Conant Gardens Readers

{January 24, 2011}   DRAFTING



When I write a story, it comes directly from my head. I just type it. I already know what is happening in each chapter as if it was already been written before. Some cannot do that. If you are one of these people, then don’t worry about it so much; it’s no big deal really.

Although I do at times, have to map the story details down in a small black journal. In that journal are my notes on the characters, setting, storyline, intricate details, and the prompts that I need to remember. I ALWAYS SAVE my work on disk, or floppy, or flash drive. I read the first copy of my manuscript at least six times before doing a total revision or saving the second draft. This is your next step.
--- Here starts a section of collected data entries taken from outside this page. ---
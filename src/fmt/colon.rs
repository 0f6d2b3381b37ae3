/*!
A printer for durations as colon delimited, zero padded fields.

By default, every unit from days down to nanoseconds is printed in the
order `d:h:m:s:ms:us:ns`. Days, hours, minutes and seconds are padded to two
digits. Milliseconds, microseconds and nanoseconds are padded to three.
Negative values get their sign in front of the padding.

```
use dura::{fmt::colon::ColonPrinter, Duration, Unit};

let d = Duration::from_millis(59_834_344.25);
assert_eq!(ColonPrinter::new().print_duration(&d), "00:16:37:14:344:250:000");

let printer = ColonPrinter::new().units(Unit::Hour, Unit::Second);
assert_eq!(printer.print_duration(&d), "16:37:14");
assert_eq!(printer.print_duration(&d.negated()), "-16:-37:-14");
```
*/

use crate::{unit::Unit, Duration};

/// Which fields a [`ColonPrinter`] writes.
#[derive(Clone, Copy, Debug)]
enum Fields {
    /// A contiguous range of units, biggest first, inclusive on both ends.
    Padded { from: Unit, to: Unit },
    /// Every unit, unpadded. This is what an invalid range selects.
    Raw,
}

/// A printer for colon delimited durations.
///
/// This is a builder. The default configuration prints every unit.
#[derive(Clone, Copy, Debug)]
pub struct ColonPrinter {
    fields: Fields,
}

impl ColonPrinter {
    /// Create a new printer that prints every unit, zero padded.
    pub const fn new() -> ColonPrinter {
        ColonPrinter {
            fields: Fields::Padded { from: Unit::Day, to: Unit::Nanosecond },
        }
    }

    /// Restricts printing to the units from `from` down to `to`, inclusive.
    ///
    /// When `from` is smaller than `to`, the range is invalid and the printer
    /// falls back to writing every unit without any padding.
    ///
    /// ```
    /// use dura::{fmt::colon::ColonPrinter, Duration, Unit};
    ///
    /// let d = Duration::from_millis(59_834_344.25);
    /// let printer = ColonPrinter::new().units(Unit::Minute, Unit::Millisecond);
    /// assert_eq!(printer.print_duration(&d), "37:14:344");
    ///
    /// let printer = ColonPrinter::new().units(Unit::Second, Unit::Hour);
    /// assert_eq!(printer.print_duration(&d), "0:16:37:14:344:250:0");
    /// ```
    pub const fn units(self, from: Unit, to: Unit) -> ColonPrinter {
        let fields = if (from as u8) < (to as u8) {
            Fields::Raw
        } else {
            Fields::Padded { from, to }
        };
        ColonPrinter { fields, ..self }
    }

    /// Like [`ColonPrinter::units`], but the units are given by their
    /// abbreviation, e.g., `"h"` or `"ms"`.
    ///
    /// An unrecognized abbreviation selects the unpadded fallback.
    ///
    /// ```
    /// use dura::{fmt::colon::ColonPrinter, Duration};
    ///
    /// let d = Duration::from_millis(59_834_344.25);
    /// assert_eq!(ColonPrinter::new().range("h", "s").print_duration(&d), "16:37:14");
    /// assert_eq!(
    ///     ColonPrinter::new().range("h", "weeks").print_duration(&d),
    ///     "0:16:37:14:344:250:0",
    /// );
    /// ```
    pub fn range(self, from: &str, to: &str) -> ColonPrinter {
        match (Unit::from_abbreviation(from), Unit::from_abbreviation(to)) {
            (Some(from), Some(to)) => self.units(from, to),
            _ => {
                warn!(
                    "unrecognized colon range {from:?}..{to:?}, \
                     falling back to raw values",
                );
                ColonPrinter { fields: Fields::Raw, ..self }
            }
        }
    }

    /// Print the given duration to a new string.
    pub fn print_duration(&self, duration: &Duration) -> String {
        let mut buf = String::with_capacity(27);
        // OK because writing to a `String` never fails.
        let _ = self.print_duration_to(duration, &mut buf);
        buf
    }

    /// Print the given duration to the writer given.
    ///
    /// This only returns an error when the given writer returns an error.
    pub fn print_duration_to<W: core::fmt::Write>(
        &self,
        duration: &Duration,
        mut wtr: W,
    ) -> core::fmt::Result {
        let (from, to, pad) = match self.fields {
            Fields::Padded { from, to } => (from, to, true),
            Fields::Raw => (Unit::Day, Unit::Nanosecond, false),
        };
        let units = &Unit::ALL[from.index()..=to.index()];
        for (i, &unit) in units.iter().enumerate() {
            if i > 0 {
                wtr.write_str(":")?;
            }
            let value = duration.get(unit);
            if !pad {
                write!(wtr, "{value}")?;
                continue;
            }
            if value < 0 {
                wtr.write_str("-")?;
            }
            write!(
                wtr,
                "{:0width$}",
                value.unsigned_abs(),
                width = unit.padding(),
            )?;
        }
        Ok(())
    }
}

impl Default for ColonPrinter {
    fn default() -> ColonPrinter {
        ColonPrinter::new()
    }
}

#[cfg(test)]
mod tests {
    use super::*;

    fn d(millis: f64) -> Duration {
        Duration::from_millis(millis)
    }

    #[test]
    fn all_units() {
        let p = |millis: f64| ColonPrinter::new().print_duration(&d(millis));

        insta::assert_snapshot!(p(0.0), @"00:00:00:00:000:000:000");
        insta::assert_snapshot!(p(59_834_344.25), @"00:16:37:14:344:250:000");
        insta::assert_snapshot!(p(1_000.0 * 86_400_000.0), @"1000:00:00:00:000:000:000");
        insta::assert_snapshot!(p(-1_500.0), @"00:00:00:-01:-500:000:000");
        insta::assert_snapshot!(p(0.001_953_125), @"00:00:00:00:000:001:953");
    }

    #[test]
    fn ranges() {
        let p = |from: &str, to: &str| {
            ColonPrinter::new().range(from, to).print_duration(&d(59_834_344.25))
        };

        insta::assert_snapshot!(p("d", "ns"), @"00:16:37:14:344:250:000");
        insta::assert_snapshot!(p("h", "s"), @"16:37:14");
        insta::assert_snapshot!(p("m", "m"), @"37");
        insta::assert_snapshot!(p("ms", "us"), @"344:250");
        insta::assert_snapshot!(p("µs", "ns"), @"250:000");
        insta::assert_snapshot!(p("s", "h"), @"0:16:37:14:344:250:0");
        insta::assert_snapshot!(p("H", "S"), @"0:16:37:14:344:250:0");
        insta::assert_snapshot!(p("", ""), @"0:16:37:14:344:250:0");
    }

    #[test]
    fn writer() {
        let mut buf = String::from("elapsed ");
        ColonPrinter::new()
            .units(Unit::Minute, Unit::Second)
            .print_duration_to(&d(61_000.0), &mut buf)
            .unwrap();
        assert_eq!(buf, "elapsed 01:01");
    }
}
// Some feature combinations result in some of these macros never being used.
// Which is fine. Just squash the warnings.
#![allow(unused_macros)]

macro_rules! log {
    ($($tt:tt)*) => {
        #[cfg(feature = "logging")]
        {
            $($tt)*
        }
    }
}

macro_rules! warn {
    ($($tt:tt)*) => { log!(log::warn!($($tt)*)) }
}

macro_rules! debug {
    ($($tt:tt)*) => { log!(log::debug!($($tt)*)) }
}

macro_rules! trace {
    ($($tt:tt)*) => { log!(log::trace!($($tt)*)) }
}
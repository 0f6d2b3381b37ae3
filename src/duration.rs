use core::cmp::Ordering;

use crate::{
    error::{duration::Error as E, Error},
    fmt::{colon::ColonPrinter, human::HumanPrinter, iso8601},
    unit::Unit,
};

/// A signed span of time with a magnitude in milliseconds.
///
/// A `Duration` stores exactly one value: a finite, signed, floating point
/// number of milliseconds. Fractions of a millisecond encode microseconds and
/// nanoseconds. Every unit (days, hours, minutes, seconds, milliseconds,
/// microseconds and nanoseconds) is computed from that magnitude on demand
/// using truncating division, so all units share the sign of the whole and
/// can never disagree with it.
///
/// # Creating a duration
///
/// * [`Duration::ZERO`] or [`Duration::default`] is the zero duration.
/// * [`Duration::from_millis`] and [`Duration::try_from_millis`] take a
/// magnitude directly.
/// * [`Duration::new`] accepts anything convertible into a
/// [`DurationInput`]: a number of milliseconds, a string or another
/// duration.
/// * Strings can be parsed with [`str::parse`]. See the [`fmt`](crate::fmt)
/// module for the grammars accepted.
///
/// ```
/// use dura::Duration;
///
/// let d1 = Duration::from_millis(90_000.0);
/// let d2: Duration = "1m 30s".parse()?;
/// let d3 = Duration::new("PT1M30S")?;
/// assert_eq!(d1, d2);
/// assert_eq!(d2, d3);
///
/// # Ok::<(), Box<dyn std::error::Error>>(())
/// ```
///
/// # Units
///
/// Each unit can be read with a getter and rebased with a setter. Setting a
/// unit only changes that unit's contribution to the magnitude:
///
/// ```
/// use dura::Duration;
///
/// let mut d: Duration = "2h 15m".parse()?;
/// d.set_hours(5);
/// assert_eq!(d.to_short_string(), "0d 5h 15m 0s 0ms 0us 0ns");
/// assert_eq!(d.as_minutes(), 315.0);
///
/// # Ok::<(), Box<dyn std::error::Error>>(())
/// ```
///
/// # Negative durations
///
/// The magnitude may be negative, in which case every non-zero unit is
/// negative too:
///
/// ```
/// use dura::Duration;
///
/// let d = Duration::from_millis(-90_500.0);
/// assert_eq!((d.get_minutes(), d.get_seconds()), (-1, -30));
/// assert_eq!(d.get_milliseconds(), -500);
/// assert_eq!(d.abs().as_millis(), 90_500.0);
/// ```
///
/// # Comparisons
///
/// Durations are totally ordered by their magnitude. Comparisons are exact.
/// There is no tolerance for floating point error.
#[derive(Clone, Copy, Default)]
pub struct Duration {
    millis: f64,
}

impl Duration {
    /// The zero duration.
    pub const ZERO: Duration = Duration { millis: 0.0 };

    /// Create a new duration from anything that can be turned into a
    /// [`DurationInput`].
    ///
    /// # Errors
    ///
    /// This returns an error when given a magnitude that isn't finite, or
    /// when given a string that fails to parse (which can only happen for
    /// strings in the ISO 8601 grammar).
    ///
    /// # Example
    ///
    /// ```
    /// use dura::Duration;
    ///
    /// assert_eq!(Duration::new(1_500)?.get_seconds(), 1);
    /// assert_eq!(Duration::new("1.5 seconds")?.as_millis(), 1_500.0);
    /// assert!(Duration::new(f64::INFINITY).is_err());
    /// assert!(Duration::new("P1Y").is_err());
    ///
    /// # Ok::<(), Box<dyn std::error::Error>>(())
    /// ```
    pub fn new<'a, I: Into<DurationInput<'a>>>(
        input: I,
    ) -> Result<Duration, Error> {
        input.into().resolve()
    }

    /// Create a new duration from a magnitude in milliseconds.
    ///
    /// The fallible version of this method is [`Duration::try_from_millis`].
    ///
    /// # Panics
    ///
    /// This panics when the given magnitude is NaN or infinite.
    #[inline]
    pub fn from_millis(millis: f64) -> Duration {
        Duration::try_from_millis(millis)
            .expect("duration magnitude must be finite")
    }

    /// Create a new duration from a magnitude in milliseconds.
    ///
    /// The panicking version of this method is [`Duration::from_millis`].
    ///
    /// # Errors
    ///
    /// This returns an error when the given magnitude is NaN or infinite.
    #[inline]
    pub fn try_from_millis(millis: f64) -> Result<Duration, Error> {
        if !millis.is_finite() {
            return Err(Error::from(E::NonFiniteMillis { given: millis }));
        }
        Ok(Duration { millis })
    }

    /// Create a duration from a magnitude that is the result of the given
    /// operation, failing with a range error if it isn't finite.
    fn checked(
        millis: f64,
        operation: &'static str,
    ) -> Result<Duration, Error> {
        if !millis.is_finite() {
            return Err(Error::from(E::Overflow { operation }));
        }
        Ok(Duration { millis })
    }
}

/// Wall clock factories.
///
/// These are the only routines in this crate that aren't pure. Each reads
/// the system clock once.
#[cfg(feature = "std")]
impl Duration {
    /// Returns the time elapsed since the most recent midnight in the
    /// system's time zone.
    ///
    /// # Errors
    ///
    /// This returns an error if the start of the current day could not be
    /// determined in the system time zone.
    pub fn since_midnight() -> Result<Duration, Error> {
        use crate::error::{clock::Error as ClockError, ErrorContext};

        let now = jiff::Zoned::now();
        let midnight = now
            .start_of_day()
            .map_err(Error::jiff)
            .context(ClockError::StartOfDay)?;
        let elapsed = now.timestamp().duration_since(midnight.timestamp());
        Ok(Duration::from_signed_duration(elapsed))
    }

    /// Returns the time elapsed since the given timestamp.
    ///
    /// The result is negative if the timestamp is in the future.
    ///
    /// # Example
    ///
    /// ```
    /// use dura::Duration;
    /// use jiff::{Timestamp, ToSpan};
    ///
    /// let hour_ago = Timestamp::now().checked_sub(1.hour())?;
    /// let d = Duration::since(hour_ago);
    /// assert!(d.as_hours() >= 1.0);
    ///
    /// # Ok::<(), Box<dyn std::error::Error>>(())
    /// ```
    pub fn since(timestamp: jiff::Timestamp) -> Duration {
        let elapsed = jiff::Timestamp::now().duration_since(timestamp);
        Duration::from_signed_duration(elapsed)
    }

    /// Returns the time remaining until the given timestamp.
    ///
    /// The result is negative if the timestamp is in the past.
    pub fn till(timestamp: jiff::Timestamp) -> Duration {
        let remaining = timestamp.duration_since(jiff::Timestamp::now());
        Duration::from_signed_duration(remaining)
    }

    fn from_signed_duration(d: jiff::SignedDuration) -> Duration {
        // A signed duration in seconds always fits in a finite f64.
        Duration { millis: d.as_secs_f64() * 1_000.0 }
    }
}
/// A fixed granularity of time that a [`Duration`](crate::Duration)
/// decomposes into.
///
/// Every unit has an invariant length in milliseconds. There are no units
/// bigger than days: weeks would be fine, but aren't part of the
/// decomposition, and months and years have no fixed length.
///
/// # Example: ordering
///
/// This example demonstrates that `Unit` has an ordering defined such that
/// bigger units compare greater than smaller units.
///
/// ```
/// use dura::Unit;
///
/// assert!(Unit::Day > Unit::Nanosecond);
/// assert!(Unit::Hour > Unit::Minute);
/// assert!(Unit::Millisecond > Unit::Microsecond);
/// assert_eq!(Unit::Second, Unit::Second);
/// ```
///
/// # Example: abbreviations
///
/// Each unit has a short key. `µs` is accepted as an alias for the
/// microsecond key, but the canonical key is always ASCII.
///
/// ```
/// use dura::Unit;
///
/// assert_eq!(Unit::from_abbreviation("ms"), Some(Unit::Millisecond));
/// assert_eq!(Unit::from_abbreviation("µs"), Some(Unit::Microsecond));
/// assert_eq!(Unit::Microsecond.abbreviation(), "us");
/// assert_eq!(Unit::from_abbreviation("w"), None);
/// ```
#[derive(Clone, Copy, Debug, Eq, Hash, PartialEq, PartialOrd, Ord)]
pub enum Unit {
    /// A day is always 24 hours. Daylight saving time doesn't exist here.
    Day = 6,
    /// An hour is always 60 minutes.
    Hour = 5,
    /// A minute is always 60 seconds.
    Minute = 4,
    /// A second is always 1,000 milliseconds.
    Second = 3,
    /// A millisecond is always 1,000 microseconds. It is the unit in which
    /// a duration's magnitude is stored.
    Millisecond = 2,
    /// A microsecond is always 1,000 nanoseconds.
    Microsecond = 1,
    /// A nanosecond is the smallest unit a duration decomposes into.
    Nanosecond = 0,
}

impl Unit {
    /// All units, from biggest to smallest. This is the fixed order used by
    /// every printer.
    pub(crate) const ALL: [Unit; 7] = [
        Unit::Day,
        Unit::Hour,
        Unit::Minute,
        Unit::Second,
        Unit::Millisecond,
        Unit::Microsecond,
        Unit::Nanosecond,
    ];

    /// Returns the unit corresponding to the given key, if one exists.
    ///
    /// The keys are `d`, `h`, `m`, `s`, `ms`, `us` and `ns`. `µs` is
    /// accepted as an alias for `us`. Matching is exact (case sensitive),
    /// since `m` and `M` conventionally mean different things.
    pub fn from_abbreviation(key: &str) -> Option<Unit> {
        let unit = match key {
            "d" => Unit::Day,
            "h" => Unit::Hour,
            "m" => Unit::Minute,
            "s" => Unit::Second,
            "ms" => Unit::Millisecond,
            "us" | "µs" => Unit::Microsecond,
            "ns" => Unit::Nanosecond,
            _ => return None,
        };
        Some(unit)
    }

    /// Returns the short key for this unit, e.g., `ms` for milliseconds.
    pub fn abbreviation(&self) -> &'static str {
        match *self {
            Unit::Day => "d",
            Unit::Hour => "h",
            Unit::Minute => "m",
            Unit::Second => "s",
            Unit::Millisecond => "ms",
            Unit::Microsecond => "us",
            Unit::Nanosecond => "ns",
        }
    }

    /// Returns the singular name of this unit, e.g., `hour`.
    pub fn singular(&self) -> &'static str {
        match *self {
            Unit::Day => "day",
            Unit::Hour => "hour",
            Unit::Minute => "minute",
            Unit::Second => "second",
            Unit::Millisecond => "millisecond",
            Unit::Microsecond => "microsecond",
            Unit::Nanosecond => "nanosecond",
        }
    }

    /// Returns the plural name of this unit, e.g., `hours`.
    pub fn plural(&self) -> &'static str {
        match *self {
            Unit::Day => "days",
            Unit::Hour => "hours",
            Unit::Minute => "minutes",
            Unit::Second => "seconds",
            Unit::Millisecond => "milliseconds",
            Unit::Microsecond => "microseconds",
            Unit::Nanosecond => "nanoseconds",
        }
    }

    /// Returns the length of this unit in milliseconds.
    ///
    /// Units smaller than a millisecond return a fraction.
    ///
    /// ```
    /// use dura::Unit;
    ///
    /// assert_eq!(Unit::Day.millis(), 86_400_000.0);
    /// assert_eq!(Unit::Microsecond.millis(), 0.001);
    /// ```
    pub fn millis(&self) -> f64 {
        match *self {
            Unit::Day => 86_400_000.0,
            Unit::Hour => 3_600_000.0,
            Unit::Minute => 60_000.0,
            Unit::Second => 1_000.0,
            Unit::Millisecond => 1.0,
            Unit::Microsecond => 0.001,
            Unit::Nanosecond => 0.000_001,
        }
    }

    /// Returns how many of this unit fit into the next biggest unit, or
    /// `None` for days, which are unbounded.
    pub(crate) fn modulus(&self) -> Option<f64> {
        match *self {
            Unit::Day => None,
            Unit::Hour => Some(24.0),
            Unit::Minute | Unit::Second => Some(60.0),
            Unit::Millisecond | Unit::Microsecond | Unit::Nanosecond => {
                Some(1_000.0)
            }
        }
    }

    /// Returns the number of this unit's digits that are always printed in
    /// the colon delimited format.
    pub(crate) fn padding(&self) -> usize {
        match *self {
            Unit::Day | Unit::Hour | Unit::Minute | Unit::Second => 2,
            Unit::Millisecond | Unit::Microsecond | Unit::Nanosecond => 3,
        }
    }

    /// Returns the unit's position in `Unit::ALL`.
    pub(crate) fn index(&self) -> usize {
        Unit::Day as usize - *self as usize
    }
}

#[cfg(test)]
impl quickcheck::Arbitrary for Unit {
    fn arbitrary(g: &mut quickcheck::Gen) -> Unit {
        Unit::ALL[usize::arbitrary(g) % Unit::ALL.len()]
    }

    fn shrink(&self) -> Box<dyn Iterator<Item = Self>> {
        Box::new(
            self.index().shrink().map(|n| Unit::ALL[n % Unit::ALL.len()]),
        )
    }
}

#[cfg(test)]
mod tests {
    use super::*;

    #[test]
    fn abbreviations_roundtrip() {
        for unit in Unit::ALL {
            assert_eq!(Unit::from_abbreviation(unit.abbreviation()), Some(unit));
        }
        assert_eq!(Unit::from_abbreviation("D"), None);
        assert_eq!(Unit::from_abbreviation(""), None);
    }

    #[test]
    fn index_matches_order() {
        for (i, unit) in Unit::ALL.iter().enumerate() {
            assert_eq!(unit.index(), i);
        }
        assert!(Unit::ALL.windows(2).all(|w| w[0] > w[1]));
    }

    #[test]
    fn sizes_chain() {
        for w in Unit::ALL.windows(2) {
            let (big, small) = (w[0], w[1]);
            let ratio = big.millis() / small.millis();
            let modulus = small.modulus().unwrap();
            assert!((ratio - modulus).abs() < 1e-6, "{big:?}/{small:?}");
        }
        assert_eq!(Unit::Day.modulus(), None);
    }
}
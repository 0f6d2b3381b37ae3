use dura::{Duration, Parts, Unit};

use crate::Result;

#[test]
fn zero_has_no_units() -> Result {
    let zero = Duration::default();
    assert_eq!(zero, Duration::ZERO);
    assert_eq!(zero.to_parts(), Parts::default());
    for unit in [
        Unit::Day,
        Unit::Hour,
        Unit::Minute,
        Unit::Second,
        Unit::Millisecond,
        Unit::Microsecond,
        Unit::Nanosecond,
    ] {
        assert_eq!(zero.get(unit), 0, "{unit:?}");
    }
    assert_eq!(Duration::new(0)?, zero);

    Ok(())
}

#[test]
fn negative_five_seconds() -> Result {
    let d = Duration::new(-5_000)?;
    assert_eq!(d.as_millis(), -5_000.0);
    assert_eq!(d.get_seconds(), -5);
    assert_eq!(d.abs().as_millis(), 5_000.0);

    let parsed: Duration = "-5 seconds".parse()?;
    let negated = "5 seconds".parse::<Duration>()?.negated();
    assert_eq!(parsed, negated);

    Ok(())
}

#[test]
fn negated_is_idempotent() -> Result {
    let pos = Duration::new("1h")?;
    assert_eq!(pos.negated().as_hours(), -1.0);
    assert_eq!(pos.negated().negated(), pos.negated());
    assert_eq!(pos.negated().abs(), pos);

    Ok(())
}

#[test]
fn plus_then_minus() -> Result {
    let a = Duration::new("3d 4h 5m 6s 7ms")?;
    let b = Duration::new(-123_456.5)?;
    assert_eq!(a.plus(b)?.minus(b)?, a);
    assert_eq!(a.minus(a)?, Duration::ZERO);
    assert_eq!(b.between(a)?, a.between(b)?);
    assert!(b.minus(a)?.is_negative());
    assert!(!b.between(a)?.is_negative());

    Ok(())
}

#[test]
fn scaling() -> Result {
    let d = Duration::new("1h")?;
    assert_eq!(d.multiplied_by(1.5)?.to_short_string(), "0d 1h 30m 0s 0ms 0us 0ns");
    assert_eq!(d.divided_by(-4.0)?.as_minutes(), -15.0);

    let err = d.divided_by(0.0).unwrap_err();
    assert!(err.is_invalid_argument());
    let err = d.multiplied_by(f64::NAN).unwrap_err();
    assert!(err.is_invalid_argument());
    let err = Duration::from_millis(f64::MAX).multiplied_by(10.0).unwrap_err();
    assert!(err.is_range());

    Ok(())
}

#[test]
fn setters_rebase_one_unit() -> Result {
    let mut d = Duration::new("1d 2h 3m 4s 5ms")?;
    let before = d.as_millis();
    d.set_hours(d.get_hours());
    assert_eq!(d.as_millis(), before);

    d.set_hours(20);
    assert_eq!(d.to_short_string(), "1d 20h 3m 4s 5ms 0us 0ns");
    d.set_minutes(-3);
    assert_eq!(d.as_millis(), before + 18.0 * 3_600_000.0 - 6.0 * 60_000.0);

    d.add_hours(-0.5)?;
    d.add_seconds(30.0)?;
    assert_eq!(d.to_short_string(), "1d 19h 27m 34s 5ms 0us 0ns");
    assert!(d.add_days(f64::INFINITY).is_err());

    let mut small = Duration::ZERO;
    small.add_nanoseconds(1_953.125)?;
    assert_eq!((small.get_microseconds(), small.get_nanoseconds()), (1, 953));
    small.add_microseconds(-1.0)?;
    assert_eq!((small.get_microseconds(), small.get_nanoseconds()), (0, 953));

    Ok(())
}

#[test]
fn units_from_negative_fraction() -> Result {
    let d = Duration::new(-(2.0 * 86_400_000.0 + 5.0 * 3_600_000.0 + 0.75))?;
    insta::assert_debug_snapshot!(d.to_parts(), @r"
    Parts {
        days: -2,
        hours: -5,
        minutes: 0,
        seconds: 0,
        milliseconds: 0,
        microseconds: -750,
        nanoseconds: 0,
    }
    ");
    assert_eq!(Duration::from(d.to_parts()), d);

    Ok(())
}

#[test]
fn ordering() -> Result {
    let one_minute = Duration::new("1m")?;
    let sixty_seconds = Duration::new("60s")?;
    let one_hour = Duration::new("PT1H")?;
    assert_eq!(one_minute, sixty_seconds);
    assert!(one_minute < one_hour);
    assert!(one_hour.negated() < one_minute);
    assert_eq!(one_minute.compare_to(&one_hour) as i8, -1);
    assert_eq!(one_minute.compare_to(&sixty_seconds) as i8, 0);
    assert_eq!(one_hour.compare_to(&one_minute) as i8, 1);
    assert_eq!(
        [one_hour, one_minute, one_hour.negated()].iter().max(),
        Some(&one_hour),
    );

    Ok(())
}

#[test]
fn std_duration_interop() -> Result {
    let std = std::time::Duration::from_micros(1_500_250);
    let d = Duration::from(std);
    assert_eq!(d.to_short_string(), "0d 0h 0m 1s 500ms 250us 0ns");
    assert_eq!(std::time::Duration::try_from(d)?, std);

    let err = std::time::Duration::try_from(d.negated()).unwrap_err();
    assert!(err.is_invalid_argument());

    Ok(())
}

#[cfg(feature = "std")]
#[test]
fn since_and_till() -> Result {
    let now = jiff::Timestamp::now();
    let past = now - jiff::SignedDuration::from_secs(90);
    let future = now + jiff::SignedDuration::from_secs(90);

    assert!(Duration::since(past).as_seconds() >= 90.0);
    assert!(Duration::till(past).is_negative());
    assert!(Duration::till(future).as_seconds() <= 90.0);
    assert!(Duration::since(future).is_negative());

    let midnight = Duration::since_midnight()?;
    assert!(!midnight.is_negative());

    Ok(())
}
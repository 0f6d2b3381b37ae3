/*!
Provides convenience routines for showing input characters in error messages.
*/

/// Provides a `Display` and `Debug` implementation for a single `char` found
/// in parser input.
///
/// Printable characters are emitted as is. Whitespace other than a plain
/// space, and control characters, are escaped so that error messages stay on
/// one line and make the offending character visible.
#[derive(Clone, Copy)]
pub(crate) struct Char(pub(crate) char);

impl core::fmt::Display for Char {
    fn fmt(&self, f: &mut core::fmt::Formatter) -> core::fmt::Result {
        let ch = self.0;
        if ch == ' ' || !(ch.is_whitespace() || ch.is_control()) {
            return write!(f, "{ch}");
        }
        write!(f, "{}", ch.escape_default())
    }
}

impl core::fmt::Debug for Char {
    fn fmt(&self, f: &mut core::fmt::Formatter) -> core::fmt::Result {
        write!(f, "\"")?;
        core::fmt::Display::fmt(self, f)?;
        write!(f, "\"")?;
        Ok(())
    }
}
After scribbling intricate notes about a storyline or idea, I usually begin to map out the details of the storyline and its characters. Next I try to figure out my setting. Then I develop various descriptions including the sensory details, plot, and conflicts. This is an example of a route I may take, but not for every story. You are ready to WRITE or have you written the first draft already?.

So now what?

Read what you have written. Does it make sense? Does it (story) flow? Did you answer any questions that need to be answered? Remember you’re not only going to be the WRITER of this manuscript, you are also the first reader. Thus you must determine how does it sound to you? If you don’t like it, will your readers?

So now what?

Read it again slowly this time, and try to visualize what you have written and REVISE the story to where it makes even more sense. How many times do you read the story? Less than six times means you are a lazy WRITER and so will your story be as well. Don’t be LAZY! You wanted to WRITE a story, right? ‘Then do it right, or not at all!’ as my grandmother would say. 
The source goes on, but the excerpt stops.